## What to do:
Lines of the listing that contain "sequence" need to be copied.

## Working data:

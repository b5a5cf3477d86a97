//! CLI runner: waits for a frame directory to appear (bounded discovery,
//! like waiting for a capture device), streams it through the tracking or
//! census pipeline and prints a JSON run summary.

use std::path::{Path, PathBuf};
use std::time::Duration;

use clap::{Parser, ValueEnum};
use thiserror::Error;

use spot_track::io::{FileEventLog, ImageDirSource, IoError, NullRenderer, PngDirSink};
use spot_track::pipeline::{run_census, run_tracking, CensusParams, RunSummary, TrackerParams};
use spot_track::{discover, DiscoverError, DiscoveryPolicy, PipelineError, SystemClock};

#[derive(Copy, Clone, Debug, PartialEq, Eq, ValueEnum)]
enum Mode {
    /// Track the single largest bright spot and report its deflection.
    Single,
    /// Count hue-matched objects per frame.
    Census,
}

#[derive(Parser, Debug)]
#[command(name = "spot-track", about = "Light-spot detection and tracking over a frame sequence")]
struct Args {
    /// Directory containing the input frame sequence (png/jpg/bmp).
    #[arg(long)]
    frames: PathBuf,

    /// Operating mode.
    #[arg(long, value_enum, default_value_t = Mode::Single)]
    mode: Mode,

    /// Event log file (appended).
    #[arg(long, default_value = "spot_detection.log")]
    log: PathBuf,

    /// Directory under which the timestamped recording is created.
    #[arg(long, default_value = ".")]
    out: PathBuf,

    /// Seconds to keep polling for the frame directory before giving up.
    #[arg(long, default_value_t = 60)]
    timeout: u64,

    /// Target frame rate recorded with the output.
    #[arg(long, default_value_t = 23.0)]
    fps: f32,

    /// Format identifier recorded with the output.
    #[arg(long, default_value = "mp4v")]
    format: String,
}

#[derive(Debug, Error)]
enum CliError {
    #[error(transparent)]
    NoDevice(#[from] DiscoverError),

    #[error(transparent)]
    Pipeline(#[from] PipelineError),

    #[error(transparent)]
    Io(#[from] IoError),

    #[error("failed to serialize run summary: {0}")]
    Summary(#[from] serde_json::Error),
}

fn main() {
    let _ = spot_track_core::init_with_level(log::LevelFilter::Info);
    let args = Args::parse();
    if let Err(err) = run(args) {
        log::error!("{err}");
        std::process::exit(1);
    }
}

fn run(args: Args) -> Result<(), CliError> {
    let policy = DiscoveryPolicy::with_timeout(Duration::from_secs(args.timeout));
    let frames_dir = discover(|| probe_frames_dir(&args.frames), policy, &SystemClock)?;

    let mut source = ImageDirSource::open(&frames_dir)?;
    let mut renderer = NullRenderer;
    let mut events = FileEventLog::open(&args.log)?;
    let mut sink = PngDirSink::create(&args.out, args.fps, &args.format)?;

    let summary: RunSummary = match args.mode {
        Mode::Single => run_tracking(
            TrackerParams::default(),
            &mut source,
            &mut renderer,
            &mut events,
            &mut sink,
        )?,
        Mode::Census => run_census(
            CensusParams::default(),
            &mut source,
            &mut renderer,
            &mut events,
            &mut sink,
        )?,
    };

    println!("{}", serde_json::to_string_pretty(&summary)?);
    Ok(())
}

/// The "device" here is a readable, non-empty frame directory.
fn probe_frames_dir(dir: &Path) -> Option<PathBuf> {
    let mut entries = std::fs::read_dir(dir).ok()?;
    entries.next().is_some().then(|| dir.to_path_buf())
}

#[cfg(test)]
mod tests {
    use super::*;

    #[test]
    fn probe_rejects_missing_or_empty_directories() {
        assert!(probe_frames_dir(Path::new("/nonexistent/frames")).is_none());
        let dir = tempfile::tempdir().unwrap();
        assert!(probe_frames_dir(dir.path()).is_none());
        std::fs::write(dir.path().join("f0.png"), b"stub").unwrap();
        assert_eq!(probe_frames_dir(dir.path()), Some(dir.path().to_path_buf()));
    }
}
/// Drive the census pipeline over a whole stream.
#[cfg_attr(
    feature = "tracing",
    instrument(level = "info", skip_all)
)]
pub fn run_census(
    params: CensusParams,
    source: &mut dyn FrameSource,
    renderer: &mut dyn Renderer,
    events: &mut dyn EventLog,
    sink: &mut dyn FrameSink,
) -> Result<RunSummary, PipelineError> {
    let census = ObjectCensus::new(params);
    let mut recorded: Vec<RgbFrame> = Vec::new();
    let mut frame_index = 0u64;
    let mut objects_total = 0u64;
    let mut stopped_early = false;

    while let Some(mut frame) = source.next_frame().map_err(PipelineError::Source)? {
        frame_index += 1;
        events
            .log(&format!("Start processing frame {frame_index}"))
            .map_err(PipelineError::Log)?;

        let result = census.process_frame(&mut frame);
        for obj in &result.objects {
            let anchor = obj
                .contour
                .anchor()
                .map(|p| (p.x, p.y))
                .unwrap_or_default();
            events
                .log(&format!(
                    "Frame {frame_index}: Detected Object {} - Area: {}, Position: ({}, {})",
                    obj.label, obj.area, anchor.0, anchor.1
                ))
                .map_err(PipelineError::Log)?;
        }
        events
            .log(&format!(
                "Frame {frame_index}: Total detected objects: {}",
                result.count()
            ))
            .map_err(PipelineError::Log)?;
        objects_total += result.count() as u64;

        let flow = renderer
            .show(&frame, &result.overlays)
            .map_err(PipelineError::Render)?;
        recorded.push(frame);
        if flow == RenderFlow::Stop {
            stopped_early = true;
            break;
        }
    }

    finalize(events, sink, &recorded)?;

    Ok(RunSummary {
        frames_processed: frame_index,
        frames_skipped: 0,
        observations: objects_total,
        deflection: [0.0, 0.0],
        stopped_early,
    })
}

fn finalize(
    events: &mut dyn EventLog,
    sink: &mut dyn FrameSink,
    recorded: &[RgbFrame],
) -> Result<(), PipelineError> {
    events
        .log("------------------Finished processing all frames------------------")
        .map_err(PipelineError::Log)?;
    for frame in recorded {
        sink.write(frame).map_err(PipelineError::Sink)?;
    }
    sink.finish().map_err(PipelineError::Sink)
}

#[cfg(test)]
mod tests {
    use super::*;
    use crate::io::{MemoryEventLog, NullRenderer, NullSink};
    use approx::assert_relative_eq;

    /// Dark frame with one bright square whose top-left corner is at (x, y).
    fn bright_square(x: usize, y: usize, side: usize) -> RgbFrame {
        let mut frame = RgbFrame::filled(64, 48, [0, 0, 0]);
        for dy in 0..side {
            for dx in 0..side {
                frame.set_pixel(x + dx, y + dy, [255, 255, 255]);
            }
        }
        frame
    }

    struct VecSource {
        frames: std::vec::IntoIter<RgbFrame>,
    }

    impl VecSource {
        fn new(frames: Vec<RgbFrame>) -> Self {
            Self {
                frames: frames.into_iter(),
            }
        }
    }

    impl FrameSource for VecSource {
        fn next_frame(&mut self) -> Result<Option<RgbFrame>, IoError> {
            Ok(self.frames.next())
        }
    }

    /// Renderer that requests a stop after a fixed number of frames.
    struct StopAfter(usize);

    impl Renderer for StopAfter {
        fn show(&mut self, _: &RgbFrame, _: &[Overlay]) -> Result<RenderFlow, IoError> {
            if self.0 == 0 {
                return Ok(RenderFlow::Stop);
            }
            self.0 -= 1;
            Ok(RenderFlow::Continue)
        }
    }

    #[test]
    fn tracker_follows_a_moving_spot() {
        let mut tracker = SpotTracker::new(TrackerParams::default());
        let mut f1 = bright_square(10, 10, 9);
        let mut f2 = bright_square(22, 26, 9);
        let s1 = tracker.process_frame(&mut f1).unwrap();
        let s2 = tracker.process_frame(&mut f2).unwrap();

        assert_relative_eq!(s1.centroid.x, 14.0, epsilon = 1.0);
        assert_relative_eq!(s1.centroid.y, 14.0, epsilon = 1.0);
        assert_relative_eq!(s2.centroid.x, 26.0, epsilon = 1.0);

        let d = tracker.deflection();
        assert_relative_eq!(d.x, 12.0, epsilon = 1.5);
        assert_relative_eq!(d.y, 16.0, epsilon = 1.5);
    }

    #[test]
    fn tracker_picks_the_largest_of_several_spots() {
        let mut frame = bright_square(4, 4, 3);
        // Second, larger spot.
        for dy in 0..12 {
            for dx in 0..12 {
                frame.set_pixel(40 + dx, 20 + dy, [255, 255, 255]);
            }
        }
        let mut tracker = SpotTracker::new(TrackerParams::default());
        let spot = tracker.process_frame(&mut frame).unwrap();
        assert!(spot.centroid.x > 30.0);
    }

    #[test]
    fn dark_frame_is_skipped_and_history_is_unchanged() {
        let mut tracker = SpotTracker::new(TrackerParams::default());
        let mut dark = RgbFrame::filled(64, 48, [15, 15, 15]);
        assert_eq!(
            tracker.process_frame(&mut dark).unwrap_err(),
            DetectError::NoDetection
        );
        assert!(tracker.history().is_empty());

        // A usable frame afterwards is tracked normally.
        let mut bright = bright_square(10, 10, 9);
        tracker.process_frame(&mut bright).unwrap();
        assert_eq!(tracker.history().len(), 1);
    }

    #[test]
    fn run_tracking_contains_anomalies_and_reports_deflection() {
        let frames = vec![
            bright_square(10, 10, 9),
            RgbFrame::filled(64, 48, [0, 0, 0]), // skipped
            bright_square(13, 14, 9),
        ];
        let mut source = VecSource::new(frames);
        let mut renderer = NullRenderer;
        let mut events = MemoryEventLog::default();
        let mut sink = NullSink;

        let summary = run_tracking(
            TrackerParams::default(),
            &mut source,
            &mut renderer,
            &mut events,
            &mut sink,
        )
        .unwrap();

        assert_eq!(summary.frames_processed, 3);
        assert_eq!(summary.frames_skipped, 1);
        assert!(!summary.stopped_early);
        assert_relative_eq!(summary.deflection[0], 3.0, epsilon = 1.0);
        assert_relative_eq!(summary.deflection[1], 4.0, epsilon = 1.0);

        assert!(events
            .records
            .iter()
            .any(|r| r.contains("skipped (no contour detected in frame)")));
        assert!(events
            .records
            .iter()
            .any(|r| r.starts_with("Deflection: (")));
        assert!(events
            .records
            .last()
            .unwrap()
            .contains("Finished processing all frames"));
    }

    #[test]
    fn run_tracking_honors_the_stop_signal() {
        let frames = vec![
            bright_square(10, 10, 9),
            bright_square(12, 10, 9),
            bright_square(14, 10, 9),
        ];
        let mut source = VecSource::new(frames);
        let mut renderer = StopAfter(1);
        let mut events = MemoryEventLog::default();
        let mut sink = NullSink;

        let summary = run_tracking(
            TrackerParams::default(),
            &mut source,
            &mut renderer,
            &mut events,
            &mut sink,
        )
        .unwrap();
        assert!(summary.stopped_early);
        assert_eq!(summary.frames_processed, 2);
    }

    fn red_square_frame(squares: &[(usize, usize, usize)]) -> RgbFrame {
        let mut frame = RgbFrame::filled(64, 48, [0, 0, 0]);
        for &(x, y, side) in squares {
            for dy in 0..side {
                for dx in 0..side {
                    // Hue ~176 in the 8-bit convention: inside the red preset.
                    frame.set_pixel(x + dx, y + dy, [255, 0, 30]);
                }
            }
        }
        frame
    }

    #[test]
    fn census_counts_do_not_carry_over_between_frames() {
        let census = ObjectCensus::new(CensusParams::default());

        // Two 10x10 red squares: polygon area 81 each, above the threshold.
        let mut two = red_square_frame(&[(4, 4, 10), (30, 20, 10)]);
        let first = census.process_frame(&mut two);
        assert_eq!(first.count(), 2);
        assert_eq!(first.objects[0].label, 1);
        assert_eq!(first.objects[1].label, 2);

        let mut none = RgbFrame::filled(64, 48, [0, 0, 0]);
        let second = census.process_frame(&mut none);
        assert_eq!(second.count(), 0);

        let mut one = red_square_frame(&[(10, 10, 10)]);
        let third = census.process_frame(&mut one);
        assert_eq!(third.count(), 1);
        assert_eq!(third.objects[0].label, 1);
    }

    #[test]
    fn census_filters_small_noise_blobs() {
        let census = ObjectCensus::new(CensusParams::default());
        // 5x5 square: polygon area 16, under the 50.0 noise threshold.
        let mut frame = red_square_frame(&[(4, 4, 5), (30, 20, 12)]);
        let result = census.process_frame(&mut frame);
        assert_eq!(result.count(), 1);
        assert!(result.objects[0].area > 50.0);
    }

    #[test]
    fn run_census_logs_objects_and_totals() {
        let frames = vec![
            red_square_frame(&[(4, 4, 10), (30, 20, 10)]),
            red_square_frame(&[(10, 10, 10)]),
        ];
        let mut source = VecSource::new(frames);
        let mut renderer = NullRenderer;
        let mut events = MemoryEventLog::default();
        let mut sink = NullSink;

        let summary = run_census(
            CensusParams::default(),
            &mut source,
            &mut renderer,
            &mut events,
            &mut sink,
        )
        .unwrap();

        assert_eq!(summary.frames_processed, 2);
        assert_eq!(summary.observations, 3);
        assert!(events
            .records
            .contains(&"Frame 1: Total detected objects: 2".to_owned()));
        assert!(events
            .records
            .contains(&"Frame 2: Total detected objects: 1".to_owned()));
        assert!(events
            .records
            .iter()
            .any(|r| r.starts_with("Frame 1: Detected Object 1 - Area: ")));
    }
}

## Output of the exercise:
#[command(name = "spot-track", about = "Light-spot detection and tracking over a frame sequence")]
    /// Directory containing the input frame sequence (png/jpg/bmp).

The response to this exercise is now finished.